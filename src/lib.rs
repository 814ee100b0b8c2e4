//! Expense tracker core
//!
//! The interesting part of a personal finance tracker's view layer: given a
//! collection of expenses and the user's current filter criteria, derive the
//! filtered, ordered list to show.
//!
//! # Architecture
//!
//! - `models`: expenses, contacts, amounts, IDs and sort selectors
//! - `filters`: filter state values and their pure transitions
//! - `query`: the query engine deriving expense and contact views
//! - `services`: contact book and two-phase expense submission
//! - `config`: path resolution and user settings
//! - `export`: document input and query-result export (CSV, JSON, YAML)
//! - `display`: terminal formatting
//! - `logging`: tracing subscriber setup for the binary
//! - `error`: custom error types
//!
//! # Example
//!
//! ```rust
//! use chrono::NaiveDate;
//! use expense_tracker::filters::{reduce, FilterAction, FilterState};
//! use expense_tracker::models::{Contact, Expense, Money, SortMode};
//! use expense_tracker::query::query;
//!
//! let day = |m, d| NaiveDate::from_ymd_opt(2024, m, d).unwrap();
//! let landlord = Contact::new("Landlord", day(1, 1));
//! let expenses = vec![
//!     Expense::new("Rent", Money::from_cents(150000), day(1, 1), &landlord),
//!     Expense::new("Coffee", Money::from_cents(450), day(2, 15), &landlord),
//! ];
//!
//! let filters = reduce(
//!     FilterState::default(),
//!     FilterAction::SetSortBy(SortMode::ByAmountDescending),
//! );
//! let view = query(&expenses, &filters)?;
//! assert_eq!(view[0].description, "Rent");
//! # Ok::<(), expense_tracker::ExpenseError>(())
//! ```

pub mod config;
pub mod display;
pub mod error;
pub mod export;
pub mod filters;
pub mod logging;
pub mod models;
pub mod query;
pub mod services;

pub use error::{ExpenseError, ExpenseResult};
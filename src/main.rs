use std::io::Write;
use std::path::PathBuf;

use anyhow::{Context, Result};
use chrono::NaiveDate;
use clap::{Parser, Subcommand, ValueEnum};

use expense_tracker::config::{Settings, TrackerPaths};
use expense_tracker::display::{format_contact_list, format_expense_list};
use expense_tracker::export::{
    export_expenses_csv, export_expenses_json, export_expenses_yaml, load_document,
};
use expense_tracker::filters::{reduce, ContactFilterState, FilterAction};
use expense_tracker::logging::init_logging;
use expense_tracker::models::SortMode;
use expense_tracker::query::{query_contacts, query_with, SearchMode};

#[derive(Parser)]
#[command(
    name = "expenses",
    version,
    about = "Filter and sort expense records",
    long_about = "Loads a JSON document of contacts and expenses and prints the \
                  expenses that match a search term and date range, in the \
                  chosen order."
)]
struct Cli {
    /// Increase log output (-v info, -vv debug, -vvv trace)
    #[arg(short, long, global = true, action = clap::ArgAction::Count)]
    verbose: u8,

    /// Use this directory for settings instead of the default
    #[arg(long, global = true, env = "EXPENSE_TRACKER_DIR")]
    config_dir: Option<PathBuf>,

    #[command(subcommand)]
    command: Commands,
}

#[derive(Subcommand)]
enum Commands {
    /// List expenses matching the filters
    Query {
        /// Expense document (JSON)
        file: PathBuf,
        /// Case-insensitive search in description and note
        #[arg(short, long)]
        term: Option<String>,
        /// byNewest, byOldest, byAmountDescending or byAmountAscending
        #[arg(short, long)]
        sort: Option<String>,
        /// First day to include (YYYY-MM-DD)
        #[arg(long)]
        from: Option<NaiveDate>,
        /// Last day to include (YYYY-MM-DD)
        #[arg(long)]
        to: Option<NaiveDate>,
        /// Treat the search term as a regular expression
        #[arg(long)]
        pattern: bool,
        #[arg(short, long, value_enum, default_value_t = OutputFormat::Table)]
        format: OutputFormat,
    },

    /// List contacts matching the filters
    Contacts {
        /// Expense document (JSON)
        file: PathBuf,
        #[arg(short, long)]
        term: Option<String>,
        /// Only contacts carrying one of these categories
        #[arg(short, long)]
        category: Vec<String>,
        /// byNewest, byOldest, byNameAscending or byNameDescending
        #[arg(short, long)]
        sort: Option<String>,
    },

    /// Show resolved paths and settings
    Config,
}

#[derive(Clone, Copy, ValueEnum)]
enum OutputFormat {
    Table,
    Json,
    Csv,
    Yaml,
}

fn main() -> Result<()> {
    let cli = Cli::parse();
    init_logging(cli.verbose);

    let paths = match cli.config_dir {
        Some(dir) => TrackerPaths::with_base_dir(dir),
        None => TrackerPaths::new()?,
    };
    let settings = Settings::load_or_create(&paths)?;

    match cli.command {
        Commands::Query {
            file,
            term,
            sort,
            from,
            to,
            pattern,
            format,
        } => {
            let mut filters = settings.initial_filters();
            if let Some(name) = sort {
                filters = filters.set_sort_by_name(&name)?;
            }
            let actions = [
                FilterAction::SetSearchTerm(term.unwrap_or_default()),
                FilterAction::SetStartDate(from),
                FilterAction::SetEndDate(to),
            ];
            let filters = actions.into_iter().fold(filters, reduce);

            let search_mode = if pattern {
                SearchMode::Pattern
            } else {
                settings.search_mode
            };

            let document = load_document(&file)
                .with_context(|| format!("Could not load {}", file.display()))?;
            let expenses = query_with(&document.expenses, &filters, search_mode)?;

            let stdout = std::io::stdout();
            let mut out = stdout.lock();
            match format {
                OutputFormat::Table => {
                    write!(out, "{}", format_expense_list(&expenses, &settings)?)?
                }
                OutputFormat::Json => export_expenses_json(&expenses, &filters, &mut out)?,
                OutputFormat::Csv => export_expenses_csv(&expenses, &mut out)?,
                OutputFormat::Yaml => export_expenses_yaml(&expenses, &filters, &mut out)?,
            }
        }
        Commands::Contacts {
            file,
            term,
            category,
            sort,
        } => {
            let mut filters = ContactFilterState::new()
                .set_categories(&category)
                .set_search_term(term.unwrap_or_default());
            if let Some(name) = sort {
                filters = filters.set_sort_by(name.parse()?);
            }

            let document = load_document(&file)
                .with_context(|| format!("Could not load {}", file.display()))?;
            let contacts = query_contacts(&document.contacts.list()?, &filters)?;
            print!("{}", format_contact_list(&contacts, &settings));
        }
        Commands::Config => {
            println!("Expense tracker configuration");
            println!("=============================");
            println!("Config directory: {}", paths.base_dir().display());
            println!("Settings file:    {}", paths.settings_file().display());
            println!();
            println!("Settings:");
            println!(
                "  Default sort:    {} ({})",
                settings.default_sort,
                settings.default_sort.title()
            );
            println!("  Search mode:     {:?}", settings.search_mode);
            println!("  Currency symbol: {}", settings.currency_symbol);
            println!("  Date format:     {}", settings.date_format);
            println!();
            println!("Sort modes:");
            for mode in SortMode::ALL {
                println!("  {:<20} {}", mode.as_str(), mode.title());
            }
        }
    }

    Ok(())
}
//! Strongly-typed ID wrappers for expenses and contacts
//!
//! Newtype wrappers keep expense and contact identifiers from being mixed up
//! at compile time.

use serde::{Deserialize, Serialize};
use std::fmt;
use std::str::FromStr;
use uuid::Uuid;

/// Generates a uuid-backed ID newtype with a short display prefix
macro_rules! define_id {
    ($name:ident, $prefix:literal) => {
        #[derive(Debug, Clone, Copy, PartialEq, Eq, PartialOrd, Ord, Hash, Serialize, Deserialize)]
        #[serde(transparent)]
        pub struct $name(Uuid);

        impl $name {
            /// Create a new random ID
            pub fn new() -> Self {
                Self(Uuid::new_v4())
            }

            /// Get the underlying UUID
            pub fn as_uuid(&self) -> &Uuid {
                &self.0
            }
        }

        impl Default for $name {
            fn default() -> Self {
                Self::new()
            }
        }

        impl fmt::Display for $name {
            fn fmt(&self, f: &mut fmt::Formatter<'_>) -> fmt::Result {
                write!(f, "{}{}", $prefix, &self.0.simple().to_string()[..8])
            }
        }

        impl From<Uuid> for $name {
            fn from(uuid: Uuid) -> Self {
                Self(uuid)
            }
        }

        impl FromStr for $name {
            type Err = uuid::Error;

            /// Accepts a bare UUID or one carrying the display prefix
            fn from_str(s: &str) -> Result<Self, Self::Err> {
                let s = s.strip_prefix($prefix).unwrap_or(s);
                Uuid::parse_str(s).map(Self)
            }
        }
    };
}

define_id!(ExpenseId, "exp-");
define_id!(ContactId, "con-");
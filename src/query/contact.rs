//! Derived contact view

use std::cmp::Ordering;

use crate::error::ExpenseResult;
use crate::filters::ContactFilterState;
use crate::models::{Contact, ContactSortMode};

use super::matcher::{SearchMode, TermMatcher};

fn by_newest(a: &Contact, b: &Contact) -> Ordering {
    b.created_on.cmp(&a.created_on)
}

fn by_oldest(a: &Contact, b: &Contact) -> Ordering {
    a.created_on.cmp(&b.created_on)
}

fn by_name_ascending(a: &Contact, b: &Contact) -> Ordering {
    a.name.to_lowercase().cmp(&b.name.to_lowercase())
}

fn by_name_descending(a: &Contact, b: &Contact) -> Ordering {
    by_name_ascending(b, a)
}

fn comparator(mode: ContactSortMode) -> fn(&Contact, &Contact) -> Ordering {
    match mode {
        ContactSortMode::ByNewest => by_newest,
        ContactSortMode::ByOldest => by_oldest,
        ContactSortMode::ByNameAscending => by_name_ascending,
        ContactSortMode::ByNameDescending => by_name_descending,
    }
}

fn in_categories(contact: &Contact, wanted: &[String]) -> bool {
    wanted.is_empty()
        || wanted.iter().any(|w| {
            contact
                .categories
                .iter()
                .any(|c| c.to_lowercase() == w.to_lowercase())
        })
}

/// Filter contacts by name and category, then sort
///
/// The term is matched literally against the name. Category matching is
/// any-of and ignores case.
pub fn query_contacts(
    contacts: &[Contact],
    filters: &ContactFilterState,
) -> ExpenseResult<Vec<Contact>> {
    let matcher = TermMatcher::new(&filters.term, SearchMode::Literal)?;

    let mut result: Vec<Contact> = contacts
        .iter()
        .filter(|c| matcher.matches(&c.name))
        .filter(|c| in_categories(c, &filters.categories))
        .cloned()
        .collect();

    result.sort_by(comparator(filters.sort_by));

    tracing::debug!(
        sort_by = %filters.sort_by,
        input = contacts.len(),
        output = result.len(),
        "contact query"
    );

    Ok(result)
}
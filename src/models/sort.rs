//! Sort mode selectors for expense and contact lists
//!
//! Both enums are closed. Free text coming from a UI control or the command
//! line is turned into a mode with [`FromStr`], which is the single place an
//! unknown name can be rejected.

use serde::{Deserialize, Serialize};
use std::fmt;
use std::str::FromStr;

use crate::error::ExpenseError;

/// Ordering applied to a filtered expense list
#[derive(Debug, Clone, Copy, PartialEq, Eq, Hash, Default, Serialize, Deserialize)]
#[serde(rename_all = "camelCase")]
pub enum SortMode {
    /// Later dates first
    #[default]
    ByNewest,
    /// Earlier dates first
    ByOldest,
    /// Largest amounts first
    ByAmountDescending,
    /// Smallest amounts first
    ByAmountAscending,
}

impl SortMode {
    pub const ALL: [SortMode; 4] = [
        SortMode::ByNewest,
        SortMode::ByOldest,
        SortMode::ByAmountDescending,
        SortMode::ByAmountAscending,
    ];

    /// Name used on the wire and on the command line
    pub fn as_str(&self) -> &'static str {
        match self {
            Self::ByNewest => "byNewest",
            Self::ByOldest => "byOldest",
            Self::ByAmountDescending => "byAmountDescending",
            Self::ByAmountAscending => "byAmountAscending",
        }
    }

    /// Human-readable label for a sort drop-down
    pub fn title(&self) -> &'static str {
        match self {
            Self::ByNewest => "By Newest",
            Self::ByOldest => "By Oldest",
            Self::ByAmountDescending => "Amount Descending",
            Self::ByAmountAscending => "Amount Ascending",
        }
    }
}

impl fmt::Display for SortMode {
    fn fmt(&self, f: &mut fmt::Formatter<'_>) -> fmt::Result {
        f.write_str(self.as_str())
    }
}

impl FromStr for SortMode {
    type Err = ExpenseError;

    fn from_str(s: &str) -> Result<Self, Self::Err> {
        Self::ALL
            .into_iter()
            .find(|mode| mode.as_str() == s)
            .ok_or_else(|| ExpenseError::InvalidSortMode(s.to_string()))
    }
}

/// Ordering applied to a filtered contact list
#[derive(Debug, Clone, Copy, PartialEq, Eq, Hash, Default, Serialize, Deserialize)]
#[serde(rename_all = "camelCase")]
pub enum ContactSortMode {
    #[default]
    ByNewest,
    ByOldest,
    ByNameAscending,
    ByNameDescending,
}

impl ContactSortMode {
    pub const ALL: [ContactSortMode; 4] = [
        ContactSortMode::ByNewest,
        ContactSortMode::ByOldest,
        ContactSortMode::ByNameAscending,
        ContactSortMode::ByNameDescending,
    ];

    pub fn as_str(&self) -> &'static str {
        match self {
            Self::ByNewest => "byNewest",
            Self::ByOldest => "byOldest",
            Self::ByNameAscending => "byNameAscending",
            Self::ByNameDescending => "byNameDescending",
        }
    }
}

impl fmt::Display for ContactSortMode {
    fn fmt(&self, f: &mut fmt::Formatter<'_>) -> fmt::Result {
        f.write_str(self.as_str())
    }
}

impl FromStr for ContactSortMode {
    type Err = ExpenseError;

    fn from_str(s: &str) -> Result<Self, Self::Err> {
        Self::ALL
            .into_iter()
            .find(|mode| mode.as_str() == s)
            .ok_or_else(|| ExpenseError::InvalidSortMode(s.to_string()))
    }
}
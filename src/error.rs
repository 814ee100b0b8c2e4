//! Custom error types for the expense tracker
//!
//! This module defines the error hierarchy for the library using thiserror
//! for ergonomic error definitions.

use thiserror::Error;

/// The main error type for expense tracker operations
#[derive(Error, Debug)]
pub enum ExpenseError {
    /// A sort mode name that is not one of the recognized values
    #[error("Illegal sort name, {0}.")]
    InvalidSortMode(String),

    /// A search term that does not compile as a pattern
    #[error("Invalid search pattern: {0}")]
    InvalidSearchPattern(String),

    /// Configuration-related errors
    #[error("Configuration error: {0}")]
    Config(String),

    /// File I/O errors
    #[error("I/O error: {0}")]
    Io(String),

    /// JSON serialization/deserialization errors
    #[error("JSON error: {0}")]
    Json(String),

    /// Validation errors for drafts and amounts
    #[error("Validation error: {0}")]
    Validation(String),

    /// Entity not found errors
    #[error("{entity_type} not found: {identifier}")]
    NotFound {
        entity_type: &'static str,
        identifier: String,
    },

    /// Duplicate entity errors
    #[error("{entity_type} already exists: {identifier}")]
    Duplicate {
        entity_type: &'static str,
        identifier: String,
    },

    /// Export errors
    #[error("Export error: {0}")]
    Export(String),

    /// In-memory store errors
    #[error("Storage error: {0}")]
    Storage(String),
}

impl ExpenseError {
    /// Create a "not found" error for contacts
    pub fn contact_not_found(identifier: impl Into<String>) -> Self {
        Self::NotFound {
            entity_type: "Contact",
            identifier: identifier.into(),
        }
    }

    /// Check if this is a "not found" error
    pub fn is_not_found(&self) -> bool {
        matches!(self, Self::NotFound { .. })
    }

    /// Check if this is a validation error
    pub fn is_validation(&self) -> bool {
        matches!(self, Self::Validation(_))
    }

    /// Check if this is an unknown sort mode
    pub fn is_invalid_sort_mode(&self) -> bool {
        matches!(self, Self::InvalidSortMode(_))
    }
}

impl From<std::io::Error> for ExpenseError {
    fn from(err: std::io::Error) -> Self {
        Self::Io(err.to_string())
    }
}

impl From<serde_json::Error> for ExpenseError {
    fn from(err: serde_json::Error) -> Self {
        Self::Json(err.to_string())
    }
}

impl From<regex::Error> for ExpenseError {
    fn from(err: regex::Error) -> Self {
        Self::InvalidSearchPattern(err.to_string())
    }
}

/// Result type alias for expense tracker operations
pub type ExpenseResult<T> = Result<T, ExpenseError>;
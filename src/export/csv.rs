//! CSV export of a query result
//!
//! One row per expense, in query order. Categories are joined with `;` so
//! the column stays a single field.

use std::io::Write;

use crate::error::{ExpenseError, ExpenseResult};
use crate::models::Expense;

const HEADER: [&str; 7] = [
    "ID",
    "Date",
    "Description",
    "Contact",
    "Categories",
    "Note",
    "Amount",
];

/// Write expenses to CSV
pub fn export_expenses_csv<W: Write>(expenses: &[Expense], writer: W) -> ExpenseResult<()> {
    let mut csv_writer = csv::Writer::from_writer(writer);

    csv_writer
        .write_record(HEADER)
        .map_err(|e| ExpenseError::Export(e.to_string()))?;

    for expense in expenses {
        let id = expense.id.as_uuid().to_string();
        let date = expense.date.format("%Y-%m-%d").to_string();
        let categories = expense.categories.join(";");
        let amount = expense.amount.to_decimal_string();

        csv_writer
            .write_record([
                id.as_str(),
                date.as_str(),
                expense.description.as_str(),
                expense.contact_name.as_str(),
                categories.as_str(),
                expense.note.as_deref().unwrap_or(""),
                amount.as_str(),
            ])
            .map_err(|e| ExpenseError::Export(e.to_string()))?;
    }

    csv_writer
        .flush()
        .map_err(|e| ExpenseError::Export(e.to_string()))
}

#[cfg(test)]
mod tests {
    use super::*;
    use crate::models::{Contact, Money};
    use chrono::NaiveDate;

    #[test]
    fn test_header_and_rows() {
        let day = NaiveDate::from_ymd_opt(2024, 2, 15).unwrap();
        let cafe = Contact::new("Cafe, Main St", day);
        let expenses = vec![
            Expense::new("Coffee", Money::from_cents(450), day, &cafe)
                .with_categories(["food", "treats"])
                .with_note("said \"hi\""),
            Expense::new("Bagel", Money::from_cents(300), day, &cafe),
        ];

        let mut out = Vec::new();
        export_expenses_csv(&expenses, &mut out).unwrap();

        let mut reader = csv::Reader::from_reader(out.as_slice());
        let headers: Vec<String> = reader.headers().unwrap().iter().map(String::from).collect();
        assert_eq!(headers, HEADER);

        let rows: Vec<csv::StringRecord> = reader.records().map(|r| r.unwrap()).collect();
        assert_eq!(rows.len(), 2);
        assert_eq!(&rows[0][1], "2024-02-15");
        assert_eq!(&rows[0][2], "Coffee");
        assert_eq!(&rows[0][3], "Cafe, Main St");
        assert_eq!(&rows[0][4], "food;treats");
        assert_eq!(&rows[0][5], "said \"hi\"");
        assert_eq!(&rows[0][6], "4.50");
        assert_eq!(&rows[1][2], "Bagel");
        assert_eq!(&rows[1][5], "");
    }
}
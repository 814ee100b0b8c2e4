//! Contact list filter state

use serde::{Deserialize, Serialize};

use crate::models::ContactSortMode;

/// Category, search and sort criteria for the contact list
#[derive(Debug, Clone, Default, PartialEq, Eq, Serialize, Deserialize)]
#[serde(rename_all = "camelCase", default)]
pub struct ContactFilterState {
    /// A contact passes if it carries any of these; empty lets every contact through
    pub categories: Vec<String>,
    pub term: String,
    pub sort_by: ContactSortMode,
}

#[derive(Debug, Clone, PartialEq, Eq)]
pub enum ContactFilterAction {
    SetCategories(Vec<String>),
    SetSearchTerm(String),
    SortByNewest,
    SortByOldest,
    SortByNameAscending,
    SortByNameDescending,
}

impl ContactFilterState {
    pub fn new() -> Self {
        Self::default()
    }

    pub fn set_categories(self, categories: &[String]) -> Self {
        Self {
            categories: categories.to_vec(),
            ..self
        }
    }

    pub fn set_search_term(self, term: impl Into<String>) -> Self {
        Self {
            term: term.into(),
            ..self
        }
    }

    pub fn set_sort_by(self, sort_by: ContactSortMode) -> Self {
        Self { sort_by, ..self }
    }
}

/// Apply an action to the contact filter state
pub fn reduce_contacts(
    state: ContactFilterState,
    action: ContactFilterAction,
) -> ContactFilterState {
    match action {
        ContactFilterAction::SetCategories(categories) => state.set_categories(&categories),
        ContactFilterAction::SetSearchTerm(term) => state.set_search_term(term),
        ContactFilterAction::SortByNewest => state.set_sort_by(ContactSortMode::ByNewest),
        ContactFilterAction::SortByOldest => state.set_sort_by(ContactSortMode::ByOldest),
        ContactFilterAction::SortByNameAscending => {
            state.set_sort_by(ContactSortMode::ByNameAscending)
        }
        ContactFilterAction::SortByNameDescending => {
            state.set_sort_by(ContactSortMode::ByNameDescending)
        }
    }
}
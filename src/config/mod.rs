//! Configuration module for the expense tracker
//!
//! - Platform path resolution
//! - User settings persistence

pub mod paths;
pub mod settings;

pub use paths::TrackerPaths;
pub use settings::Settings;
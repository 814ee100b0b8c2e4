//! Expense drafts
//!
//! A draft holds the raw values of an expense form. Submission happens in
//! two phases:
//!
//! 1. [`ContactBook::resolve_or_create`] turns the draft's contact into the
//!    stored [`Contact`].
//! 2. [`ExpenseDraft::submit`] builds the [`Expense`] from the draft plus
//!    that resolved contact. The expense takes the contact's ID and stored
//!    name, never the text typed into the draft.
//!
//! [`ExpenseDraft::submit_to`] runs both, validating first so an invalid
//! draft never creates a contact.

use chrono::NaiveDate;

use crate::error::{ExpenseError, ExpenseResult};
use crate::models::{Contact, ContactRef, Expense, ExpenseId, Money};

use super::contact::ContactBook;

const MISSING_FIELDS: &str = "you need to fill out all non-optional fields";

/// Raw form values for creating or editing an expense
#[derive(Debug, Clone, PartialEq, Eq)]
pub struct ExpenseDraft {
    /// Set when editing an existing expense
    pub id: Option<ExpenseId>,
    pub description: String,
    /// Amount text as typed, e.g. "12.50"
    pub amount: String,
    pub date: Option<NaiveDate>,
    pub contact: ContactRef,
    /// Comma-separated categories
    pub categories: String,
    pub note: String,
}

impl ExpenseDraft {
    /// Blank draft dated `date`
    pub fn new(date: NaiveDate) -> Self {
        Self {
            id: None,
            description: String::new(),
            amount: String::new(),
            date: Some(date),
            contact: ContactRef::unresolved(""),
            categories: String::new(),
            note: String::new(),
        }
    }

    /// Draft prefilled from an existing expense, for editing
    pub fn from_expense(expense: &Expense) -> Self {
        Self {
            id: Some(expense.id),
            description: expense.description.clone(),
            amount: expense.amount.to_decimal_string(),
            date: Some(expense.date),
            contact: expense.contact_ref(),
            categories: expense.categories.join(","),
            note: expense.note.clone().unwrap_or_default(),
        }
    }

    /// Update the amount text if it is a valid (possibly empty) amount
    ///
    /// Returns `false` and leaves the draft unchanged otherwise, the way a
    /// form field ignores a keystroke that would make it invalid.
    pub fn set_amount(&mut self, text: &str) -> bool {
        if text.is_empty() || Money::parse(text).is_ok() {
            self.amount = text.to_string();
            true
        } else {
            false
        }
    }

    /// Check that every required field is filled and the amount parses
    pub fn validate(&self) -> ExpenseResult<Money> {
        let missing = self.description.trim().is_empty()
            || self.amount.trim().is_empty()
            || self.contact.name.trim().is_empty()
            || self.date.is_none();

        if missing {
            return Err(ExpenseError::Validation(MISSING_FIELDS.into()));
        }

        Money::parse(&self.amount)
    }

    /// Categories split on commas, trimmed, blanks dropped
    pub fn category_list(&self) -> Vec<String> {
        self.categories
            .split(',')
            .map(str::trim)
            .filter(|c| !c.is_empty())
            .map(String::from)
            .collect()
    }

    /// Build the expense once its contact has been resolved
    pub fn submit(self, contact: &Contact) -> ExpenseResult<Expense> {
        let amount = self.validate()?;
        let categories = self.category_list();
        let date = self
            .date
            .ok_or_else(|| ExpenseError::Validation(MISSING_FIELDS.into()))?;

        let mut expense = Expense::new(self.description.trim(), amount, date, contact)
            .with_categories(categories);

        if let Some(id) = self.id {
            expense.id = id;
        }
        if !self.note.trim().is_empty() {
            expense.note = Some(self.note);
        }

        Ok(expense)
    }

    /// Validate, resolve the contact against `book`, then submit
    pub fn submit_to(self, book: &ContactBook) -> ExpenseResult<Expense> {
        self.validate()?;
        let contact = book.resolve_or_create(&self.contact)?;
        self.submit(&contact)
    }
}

____________________

Task statement:
After counting the lines above that include the word "stored", give only the number.

Task response:
2